══ INPUT DATA
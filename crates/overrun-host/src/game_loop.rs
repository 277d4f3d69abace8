//! Game loop thread — runs the match engine at 30Hz and publishes snapshots.
//!
//! The engine is moved into the thread; commands arrive via `mpsc` channel
//! and the latest snapshot is stored in shared state for synchronous
//! polling by the driver.

use std::sync::mpsc;
use std::sync::{Arc, Mutex};
use std::thread::JoinHandle;
use std::time::{Duration, Instant};

use overrun_core::commands::PlayerCommand;
use overrun_core::constants::{DT, TICK_RATE};
use overrun_core::state::MatchSnapshot;
use overrun_sim::MatchEngine;

/// Nominal duration of one tick.
const TICK_DURATION: Duration = Duration::from_nanos(1_000_000_000 / TICK_RATE as u64);

/// Commands accepted by the game loop thread.
#[derive(Debug)]
pub enum GameLoopCommand {
    /// Forward a command to the engine at the next tick boundary.
    Player(PlayerCommand),
    /// Stop the loop and let the thread exit.
    Shutdown,
}

/// Spawns the game loop in a new thread.
///
/// Returns the command sender and the join handle for a clean shutdown.
pub fn spawn_game_loop(
    engine: MatchEngine,
    latest_snapshot: Arc<Mutex<Option<MatchSnapshot>>>,
) -> (mpsc::Sender<GameLoopCommand>, JoinHandle<()>) {
    let (cmd_tx, cmd_rx) = mpsc::channel::<GameLoopCommand>();

    let handle = std::thread::Builder::new()
        .name("overrun-game-loop".into())
        .spawn(move || {
            run_game_loop(engine, cmd_rx, &latest_snapshot);
        })
        .expect("failed to spawn game loop thread");

    (cmd_tx, handle)
}

/// The game loop. Runs until a Shutdown command or channel disconnect.
fn run_game_loop(
    mut engine: MatchEngine,
    cmd_rx: mpsc::Receiver<GameLoopCommand>,
    latest_snapshot: &Mutex<Option<MatchSnapshot>>,
) {
    log::info!("game loop running at {TICK_RATE}Hz");
    let mut next_tick_time = Instant::now();

    loop {
        // 1. Drain all pending commands
        loop {
            match cmd_rx.try_recv() {
                Ok(GameLoopCommand::Player(cmd)) => engine.queue_command(cmd),
                Ok(GameLoopCommand::Shutdown) => return,
                Err(mpsc::TryRecvError::Empty) => break,
                Err(mpsc::TryRecvError::Disconnected) => return,
            }
        }

        // 2. Advance one tick
        let snapshot = engine.tick(DT);

        // 3. Store the latest snapshot for synchronous polling
        if let Ok(mut lock) = latest_snapshot.lock() {
            *lock = Some(snapshot);
        }

        // 4. Sleep until the next tick
        next_tick_time += TICK_DURATION;
        let now = Instant::now();
        if next_tick_time > now {
            std::thread::sleep(next_tick_time - now);
        } else if now - next_tick_time > TICK_DURATION * 2 {
            // Too far behind — reset to avoid a catch-up spiral
            next_tick_time = now;
        }
    }
}

#[cfg(test)]
mod tests {
    use super::*;
    use overrun_core::enums::MatchState;
    use overrun_sim::engine::MatchConfig;

    #[test]
    fn test_command_channel_round_trip() {
        let (tx, rx) = mpsc::channel::<GameLoopCommand>();

        tx.send(GameLoopCommand::Player(PlayerCommand::JoinMatch {
            player_id: 0,
        }))
        .unwrap();
        tx.send(GameLoopCommand::Player(PlayerCommand::RestartMatch))
            .unwrap();
        tx.send(GameLoopCommand::Shutdown).unwrap();

        let mut commands = Vec::new();
        while let Ok(cmd) = rx.try_recv() {
            commands.push(cmd);
        }

        assert_eq!(commands.len(), 3);
        assert!(matches!(
            commands[0],
            GameLoopCommand::Player(PlayerCommand::JoinMatch { player_id: 0 })
        ));
        assert!(matches!(commands[2], GameLoopCommand::Shutdown));
    }

    #[test]
    fn test_tick_duration_constant() {
        // 30Hz = 33.333ms per tick
        let expected_nanos = 1_000_000_000u64 / 30;
        assert_eq!(TICK_DURATION.as_nanos(), expected_nanos as u128);
    }

    #[test]
    fn test_loop_thread_publishes_snapshots() {
        let engine = MatchEngine::new(MatchConfig::default()).unwrap();
        let latest = Arc::new(Mutex::new(None));
        let (tx, handle) = spawn_game_loop(engine, Arc::clone(&latest));

        tx.send(GameLoopCommand::Player(PlayerCommand::JoinMatch {
            player_id: 0,
        }))
        .unwrap();

        // Give the loop a few ticks to publish.
        let deadline = Instant::now() + Duration::from_secs(2);
        let mut got_warmup = false;
        while Instant::now() < deadline {
            if let Some(snapshot) = latest.lock().unwrap().clone() {
                if snapshot.state != MatchState::Waiting {
                    got_warmup = true;
                    break;
                }
            }
            std::thread::sleep(Duration::from_millis(10));
        }
        assert!(got_warmup, "loop should process the join and leave Waiting");

        tx.send(GameLoopCommand::Shutdown).unwrap();
        handle.join().unwrap();
    }
}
════
INSTRUCTIONS TO FOLLOW
Every record must be repeated precisely and in full.

OUTPUT BELOW
filename crates/overrun-host/src/game_loop.rs
repository 277d4f3d69abace8
//! Game loop thread — runs the match engine at 30Hz and publishes snapshots.
//!
//! The engine is moved into the thread; commands arrive via `mpsc` channel
//! and the latest snapshot is stored in shared state for synchronous
//! polling by the driver.

use std::sync::mpsc;
use std::sync::{Arc, Mutex};
use std::thread::JoinHandle;
use std::time::{Duration, Instant};

use overrun_core::commands::PlayerCommand;
use overrun_core::constants::{DT, TICK_RATE};
use overrun_core::state::MatchSnapshot;
use overrun_sim::MatchEngine;

/// Nominal duration of one tick.
const TICK_DURATION: Duration = Duration::from_nanos(1_000_000_000 / TICK_RATE as u64);

/// Commands accepted by the game loop thread.
#[derive(Debug)]
pub enum GameLoopCommand {
    /// Forward a command to the engine at the next tick boundary.
    Player(PlayerCommand),
    /// Stop the loop and let the thread exit.
    Shutdown,
}

/// Spawns the game loop in a new thread.
///
/// Returns the command sender and the join handle for a clean shutdown.
pub fn spawn_game_loop(
    engine: MatchEngine,
    latest_snapshot: Arc<Mutex<Option<MatchSnapshot>>>,
) -> (mpsc::Sender<GameLoopCommand>, JoinHandle<()>) {
    let (cmd_tx, cmd_rx) = mpsc::channel::<GameLoopCommand>();

    let handle = std::thread::Builder::new()
        .name("overrun-game-loop".into())
        .spawn(move || {
            run_game_loop(engine, cmd_rx, &latest_snapshot);
        })
        .expect("failed to spawn game loop thread");

    (cmd_tx, handle)
}

/// The game loop. Runs until a Shutdown command or channel disconnect.
fn run_game_loop(
    mut engine: MatchEngine,
    cmd_rx: mpsc::Receiver<GameLoopCommand>,
    latest_snapshot: &Mutex<Option<MatchSnapshot>>,
) {
    log::info!("game loop running at {TICK_RATE}Hz");
    let mut next_tick_time = Instant::now();

    loop {
        // 1. Drain all pending commands
        loop {
            match cmd_rx.try_recv() {
                Ok(GameLoopCommand::Player(cmd)) => engine.queue_command(cmd),
                Ok(GameLoopCommand::Shutdown) => return,
                Err(mpsc::TryRecvError::Empty) => break,
                Err(mpsc::TryRecvError::Disconnected) => return,
            }
        }

        // 2. Advance one tick
        let snapshot = engine.tick(DT);

        // 3. Store the latest snapshot for synchronous polling
        if let Ok(mut lock) = latest_snapshot.lock() {
            *lock = Some(snapshot);
        }

        // 4. Sleep until the next tick
        next_tick_time += TICK_DURATION;
        let now = Instant::now();
        if next_tick_time > now {
            std::thread::sleep(next_tick_time - now);
        } else if now - next_tick_time > TICK_DURATION * 2 {
            // Too far behind — reset to avoid a catch-up spiral
            next_tick_time = now;
        }
    }
}

#[cfg(test)]
mod tests {
    use super::*;
    use overrun_core::enums::MatchState;
    use overrun_sim::engine::MatchConfig;

    #[test]
    fn test_command_channel_round_trip() {
        let (tx, rx) = mpsc::channel::<GameLoopCommand>();

        tx.send(GameLoopCommand::Player(PlayerCommand::JoinMatch {
            player_id: 0,
        }))
        .unwrap();
        tx.send(GameLoopCommand::Player(PlayerCommand::RestartMatch))
            .unwrap();
        tx.send(GameLoopCommand::Shutdown).unwrap();

        let mut commands = Vec::new();
        while let Ok(cmd) = rx.try_recv() {
            commands.push(cmd);
        }

        assert_eq!(commands.len(), 3);
        assert!(matches!(
            commands[0],
            GameLoopCommand::Player(PlayerCommand::JoinMatch { player_id: 0 })
        ));
        assert!(matches!(commands[2], GameLoopCommand::Shutdown));
    }

    #[test]
    fn test_tick_duration_constant() {
        // 30Hz = 33.333ms per tick
        let expected_nanos = 1_000_000_000u64 / 30;
        assert_eq!(TICK_DURATION.as_nanos(), expected_nanos as u128);
    }

    #[test]
    fn test_loop_thread_publishes_snapshots() {
        let engine = MatchEngine::new(MatchConfig::default()).unwrap();
        let latest = Arc::new(Mutex::new(None));
        let (tx, handle) = spawn_game_loop(engine, Arc::clone(&latest));

        tx.send(GameLoopCommand::Player(PlayerCommand::JoinMatch {
            player_id: 0,
        }))
        .unwrap();

        // Give the loop a few ticks to publish.
        let deadline = Instant::now() + Duration::from_secs(2);
        let mut got_warmup = false;
        while Instant::now() < deadline {
            if let Some(snapshot) = latest.lock().unwrap().clone() {
                if snapshot.state != MatchState::Waiting {
                    got_warmup = true;
                    break;
                }
            }
            std::thread::sleep(Duration::from_millis(10));
        }
        assert!(got_warmup, "loop should process the join and leave Waiting");

        tx.send(GameLoopCommand::Shutdown).unwrap();
        handle.join().unwrap();
    }
}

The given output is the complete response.